The response must contain every record, repeated exactly.

Data to examine -
• • •

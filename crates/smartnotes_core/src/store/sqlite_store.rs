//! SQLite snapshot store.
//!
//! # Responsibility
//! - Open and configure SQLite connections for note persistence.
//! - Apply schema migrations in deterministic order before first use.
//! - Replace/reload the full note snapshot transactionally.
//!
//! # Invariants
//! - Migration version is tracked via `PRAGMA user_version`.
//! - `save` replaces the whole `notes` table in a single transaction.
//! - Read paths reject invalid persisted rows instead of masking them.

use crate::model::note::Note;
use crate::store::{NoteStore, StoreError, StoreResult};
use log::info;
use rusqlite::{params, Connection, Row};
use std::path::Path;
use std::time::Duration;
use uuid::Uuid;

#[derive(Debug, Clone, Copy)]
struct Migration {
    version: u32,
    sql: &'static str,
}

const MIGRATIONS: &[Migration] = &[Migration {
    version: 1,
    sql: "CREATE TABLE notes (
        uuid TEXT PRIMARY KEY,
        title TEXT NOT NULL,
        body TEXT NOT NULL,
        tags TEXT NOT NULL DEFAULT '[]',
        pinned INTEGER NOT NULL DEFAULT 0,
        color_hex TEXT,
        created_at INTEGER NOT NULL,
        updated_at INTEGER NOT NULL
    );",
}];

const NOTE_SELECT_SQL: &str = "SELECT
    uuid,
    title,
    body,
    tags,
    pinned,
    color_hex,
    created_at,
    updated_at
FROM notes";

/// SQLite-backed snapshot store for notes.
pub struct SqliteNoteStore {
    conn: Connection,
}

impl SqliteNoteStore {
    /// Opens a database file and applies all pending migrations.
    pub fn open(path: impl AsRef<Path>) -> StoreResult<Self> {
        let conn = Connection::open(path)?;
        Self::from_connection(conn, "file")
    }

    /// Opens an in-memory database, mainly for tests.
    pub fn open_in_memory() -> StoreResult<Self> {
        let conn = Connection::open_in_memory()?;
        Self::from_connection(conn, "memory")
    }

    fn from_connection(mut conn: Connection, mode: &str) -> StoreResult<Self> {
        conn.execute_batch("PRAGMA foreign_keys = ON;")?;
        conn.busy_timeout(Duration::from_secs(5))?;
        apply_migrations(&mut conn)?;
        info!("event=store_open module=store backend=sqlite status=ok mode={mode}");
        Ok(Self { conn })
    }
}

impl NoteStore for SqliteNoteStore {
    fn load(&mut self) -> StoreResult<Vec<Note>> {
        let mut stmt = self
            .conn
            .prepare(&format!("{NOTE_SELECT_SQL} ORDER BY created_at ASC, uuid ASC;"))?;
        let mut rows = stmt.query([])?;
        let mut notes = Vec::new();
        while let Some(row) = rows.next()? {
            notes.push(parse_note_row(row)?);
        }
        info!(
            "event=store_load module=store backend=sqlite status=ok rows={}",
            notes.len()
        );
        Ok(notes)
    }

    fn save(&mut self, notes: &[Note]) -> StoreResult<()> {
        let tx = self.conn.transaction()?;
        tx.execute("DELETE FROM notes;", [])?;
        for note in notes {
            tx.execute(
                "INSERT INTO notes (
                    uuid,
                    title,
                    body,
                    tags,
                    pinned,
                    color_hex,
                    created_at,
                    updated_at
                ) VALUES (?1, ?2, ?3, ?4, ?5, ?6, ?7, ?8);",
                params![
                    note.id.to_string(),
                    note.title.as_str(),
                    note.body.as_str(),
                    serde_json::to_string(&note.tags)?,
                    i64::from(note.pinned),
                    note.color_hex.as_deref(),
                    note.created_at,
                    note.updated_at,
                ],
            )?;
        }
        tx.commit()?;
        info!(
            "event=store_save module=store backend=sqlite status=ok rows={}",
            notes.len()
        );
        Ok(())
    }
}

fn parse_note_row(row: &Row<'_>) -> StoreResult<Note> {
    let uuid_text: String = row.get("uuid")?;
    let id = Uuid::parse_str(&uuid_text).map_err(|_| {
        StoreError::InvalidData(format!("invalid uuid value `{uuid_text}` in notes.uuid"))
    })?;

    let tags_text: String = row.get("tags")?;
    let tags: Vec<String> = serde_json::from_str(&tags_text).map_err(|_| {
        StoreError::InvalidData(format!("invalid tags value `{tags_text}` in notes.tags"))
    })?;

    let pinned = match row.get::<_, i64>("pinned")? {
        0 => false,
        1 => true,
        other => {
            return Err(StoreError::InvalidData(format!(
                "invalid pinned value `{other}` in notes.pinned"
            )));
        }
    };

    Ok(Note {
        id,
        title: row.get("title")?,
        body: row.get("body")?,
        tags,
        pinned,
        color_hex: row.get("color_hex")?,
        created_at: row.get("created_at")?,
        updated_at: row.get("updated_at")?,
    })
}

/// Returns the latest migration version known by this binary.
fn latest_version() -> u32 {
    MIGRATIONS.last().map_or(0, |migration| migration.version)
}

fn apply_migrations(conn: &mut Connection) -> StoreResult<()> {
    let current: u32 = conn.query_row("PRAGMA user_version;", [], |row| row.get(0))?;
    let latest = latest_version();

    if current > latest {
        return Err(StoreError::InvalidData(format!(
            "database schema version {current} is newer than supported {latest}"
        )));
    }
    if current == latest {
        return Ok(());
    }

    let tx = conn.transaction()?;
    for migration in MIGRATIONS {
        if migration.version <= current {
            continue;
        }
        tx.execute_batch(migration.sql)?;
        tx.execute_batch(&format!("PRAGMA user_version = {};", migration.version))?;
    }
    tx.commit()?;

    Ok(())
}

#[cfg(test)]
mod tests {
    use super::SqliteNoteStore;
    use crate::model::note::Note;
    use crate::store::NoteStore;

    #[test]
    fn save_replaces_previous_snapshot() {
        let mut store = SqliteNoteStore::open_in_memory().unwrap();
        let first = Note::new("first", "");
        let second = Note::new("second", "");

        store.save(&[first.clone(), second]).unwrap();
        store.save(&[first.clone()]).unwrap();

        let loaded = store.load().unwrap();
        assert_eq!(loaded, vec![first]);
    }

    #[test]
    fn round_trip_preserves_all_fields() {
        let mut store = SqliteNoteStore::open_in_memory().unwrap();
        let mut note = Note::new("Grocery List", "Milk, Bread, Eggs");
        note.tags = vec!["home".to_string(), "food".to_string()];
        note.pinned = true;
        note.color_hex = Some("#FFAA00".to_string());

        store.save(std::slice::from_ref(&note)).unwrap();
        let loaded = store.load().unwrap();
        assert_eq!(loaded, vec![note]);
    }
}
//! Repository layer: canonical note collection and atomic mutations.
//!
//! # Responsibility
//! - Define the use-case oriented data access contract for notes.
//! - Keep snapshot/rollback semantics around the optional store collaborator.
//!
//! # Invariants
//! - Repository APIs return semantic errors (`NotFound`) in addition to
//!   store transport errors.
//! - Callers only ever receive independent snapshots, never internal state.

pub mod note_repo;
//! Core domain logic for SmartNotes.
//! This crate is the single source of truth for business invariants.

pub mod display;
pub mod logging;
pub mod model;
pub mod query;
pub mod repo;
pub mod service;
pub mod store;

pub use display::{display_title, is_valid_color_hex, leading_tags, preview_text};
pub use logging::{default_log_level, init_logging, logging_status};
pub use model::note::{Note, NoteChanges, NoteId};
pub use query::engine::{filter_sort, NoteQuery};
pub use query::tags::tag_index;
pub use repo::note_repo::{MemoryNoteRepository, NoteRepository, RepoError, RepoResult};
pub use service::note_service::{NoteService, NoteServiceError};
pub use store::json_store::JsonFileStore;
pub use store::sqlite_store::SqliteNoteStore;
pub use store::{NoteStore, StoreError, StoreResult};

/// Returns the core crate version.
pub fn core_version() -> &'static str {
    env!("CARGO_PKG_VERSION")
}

• • •

Solution to the problem -
filename crates/smartnotes_core/src/store/sqlite_store.rs
//! SQLite snapshot store.
//!
//! # Responsibility
//! - Open and configure SQLite connections for note persistence.
//! - Apply schema migrations in deterministic order before first use.
//! - Replace/reload the full note snapshot transactionally.
//!
//! # Invariants
//! - Migration version is tracked via `PRAGMA user_version`.
//! - `save` replaces the whole `notes` table in a single transaction.
//! - Read paths reject invalid persisted rows instead of masking them.

use crate::model::note::Note;
use crate::store::{NoteStore, StoreError, StoreResult};
use log::info;
use rusqlite::{params, Connection, Row};
use std::path::Path;
use std::time::Duration;
use uuid::Uuid;

#[derive(Debug, Clone, Copy)]
struct Migration {
    version: u32,
    sql: &'static str,
}

const MIGRATIONS: &[Migration] = &[Migration {
    version: 1,
    sql: "CREATE TABLE notes (
        uuid TEXT PRIMARY KEY,
        title TEXT NOT NULL,
        body TEXT NOT NULL,
        tags TEXT NOT NULL DEFAULT '[]',
        pinned INTEGER NOT NULL DEFAULT 0,
        color_hex TEXT,
        created_at INTEGER NOT NULL,
        updated_at INTEGER NOT NULL
    );",
}];

const NOTE_SELECT_SQL: &str = "SELECT
    uuid,
    title,
    body,
    tags,
    pinned,
    color_hex,
    created_at,
    updated_at
FROM notes";

/// SQLite-backed snapshot store for notes.
pub struct SqliteNoteStore {
    conn: Connection,
}

impl SqliteNoteStore {
    /// Opens a database file and applies all pending migrations.
    pub fn open(path: impl AsRef<Path>) -> StoreResult<Self> {
        let conn = Connection::open(path)?;
        Self::from_connection(conn, "file")
    }

    /// Opens an in-memory database, mainly for tests.
    pub fn open_in_memory() -> StoreResult<Self> {
        let conn = Connection::open_in_memory()?;
        Self::from_connection(conn, "memory")
    }

    fn from_connection(mut conn: Connection, mode: &str) -> StoreResult<Self> {
        conn.execute_batch("PRAGMA foreign_keys = ON;")?;
        conn.busy_timeout(Duration::from_secs(5))?;
        apply_migrations(&mut conn)?;
        info!("event=store_open module=store backend=sqlite status=ok mode={mode}");
        Ok(Self { conn })
    }
}

impl NoteStore for SqliteNoteStore {
    fn load(&mut self) -> StoreResult<Vec<Note>> {
        let mut stmt = self
            .conn
            .prepare(&format!("{NOTE_SELECT_SQL} ORDER BY created_at ASC, uuid ASC;"))?;
        let mut rows = stmt.query([])?;
        let mut notes = Vec::new();
        while let Some(row) = rows.next()? {
            notes.push(parse_note_row(row)?);
        }
        info!(
            "event=store_load module=store backend=sqlite status=ok rows={}",
            notes.len()
        );
        Ok(notes)
    }

    fn save(&mut self, notes: &[Note]) -> StoreResult<()> {
        let tx = self.conn.transaction()?;
        tx.execute("DELETE FROM notes;", [])?;
        for note in notes {
            tx.execute(
                "INSERT INTO notes (
                    uuid,
                    title,
                    body,
                    tags,
                    pinned,
                    color_hex,
                    created_at,
                    updated_at
                ) VALUES (?1, ?2, ?3, ?4, ?5, ?6, ?7, ?8);",
                params![
                    note.id.to_string(),
                    note.title.as_str(),
                    note.body.as_str(),
                    serde_json::to_string(&note.tags)?,
                    i64::from(note.pinned),
                    note.color_hex.as_deref(),
                    note.created_at,
                    note.updated_at,
                ],
            )?;
        }
        tx.commit()?;
        info!(
            "event=store_save module=store backend=sqlite status=ok rows={}",
            notes.len()
        );
        Ok(())
    }
}

fn parse_note_row(row: &Row<'_>) -> StoreResult<Note> {
    let uuid_text: String = row.get("uuid")?;
    let id = Uuid::parse_str(&uuid_text).map_err(|_| {
        StoreError::InvalidData(format!("invalid uuid value `{uuid_text}` in notes.uuid"))
    })?;

    let tags_text: String = row.get("tags")?;
    let tags: Vec<String> = serde_json::from_str(&tags_text).map_err(|_| {
        StoreError::InvalidData(format!("invalid tags value `{tags_text}` in notes.tags"))
    })?;

    let pinned = match row.get::<_, i64>("pinned")? {
        0 => false,
        1 => true,
        other => {
            return Err(StoreError::InvalidData(format!(
                "invalid pinned value `{other}` in notes.pinned"
            )));
        }
    };

    Ok(Note {
        id,
        title: row.get("title")?,
        body: row.get("body")?,
        tags,
        pinned,
        color_hex: row.get("color_hex")?,
        created_at: row.get("created_at")?,
        updated_at: row.get("updated_at")?,
    })
}

/// Returns the latest migration version known by this binary.
fn latest_version() -> u32 {
    MIGRATIONS.last().map_or(0, |migration| migration.version)
}

fn apply_migrations(conn: &mut Connection) -> StoreResult<()> {
    let current: u32 = conn.query_row("PRAGMA user_version;", [], |row| row.get(0))?;
    let latest = latest_version();

    if current > latest {
        return Err(StoreError::InvalidData(format!(
            "database schema version {current} is newer than supported {latest}"
        )));
    }
    if current == latest {
        return Ok(());
    }

    let tx = conn.transaction()?;
    for migration in MIGRATIONS {
        if migration.version <= current {
            continue;
        }
        tx.execute_batch(migration.sql)?;
        tx.execute_batch(&format!("PRAGMA user_version = {};", migration.version))?;
    }
    tx.commit()?;

    Ok(())
}

#[cfg(test)]
mod tests {
    use super::SqliteNoteStore;
    use crate::model::note::Note;
    use crate::store::NoteStore;

    #[test]
    fn save_replaces_previous_snapshot() {
        let mut store = SqliteNoteStore::open_in_memory().unwrap();
        let first = Note::new("first", "");
        let second = Note::new("second", "");

        store.save(&[first.clone(), second]).unwrap();
        store.save(&[first.clone()]).unwrap();

        let loaded = store.load().unwrap();
        assert_eq!(loaded, vec![first]);
    }

    #[test]
    fn round_trip_preserves_all_fields() {
        let mut store = SqliteNoteStore::open_in_memory().unwrap();
        let mut note = Note::new("Grocery List", "Milk, Bread, Eggs");
        note.tags = vec!["home".to_string(), "food".to_string()];
        note.pinned = true;
        note.color_hex = Some("#FFAA00".to_string());

        store.save(std::slice::from_ref(&note)).unwrap();
        let loaded = store.load().unwrap();
        assert_eq!(loaded, vec![note]);
    }
}
//! Repository layer: canonical note collection and atomic mutations.
//!
//! # Responsibility
//! - Define the use-case oriented data access contract for notes.
//! - Keep snapshot/rollback semantics around the optional store collaborator.
//!
//! # Invariants
//! - Repository APIs return semantic errors (`NotFound`) in addition to
//!   store transport errors.
//! - Callers only ever receive independent snapshots, never internal state.

pub mod note_repo;
//! Core domain logic for SmartNotes.
//! This crate is the single source of truth for business invariants.

pub mod display;
pub mod logging;
pub mod model;
pub mod query;
pub mod repo;
pub mod service;
pub mod store;

pub use display::{display_title, is_valid_color_hex, leading_tags, preview_text};
pub use logging::{default_log_level, init_logging, logging_status};
pub use model::note::{Note, NoteChanges, NoteId};
pub use query::engine::{filter_sort, NoteQuery};
pub use query::tags::tag_index;
pub use repo::note_repo::{MemoryNoteRepository, NoteRepository, RepoError, RepoResult};
pub use service::note_service::{NoteService, NoteServiceError};
pub use store::json_store::JsonFileStore;
pub use store::sqlite_store::SqliteNoteStore;
pub use store::{NoteStore, StoreError, StoreResult};

/// Returns the core crate version.
pub fn core_version() -> &'static str {
    env!("CARGO_PKG_VERSION")
}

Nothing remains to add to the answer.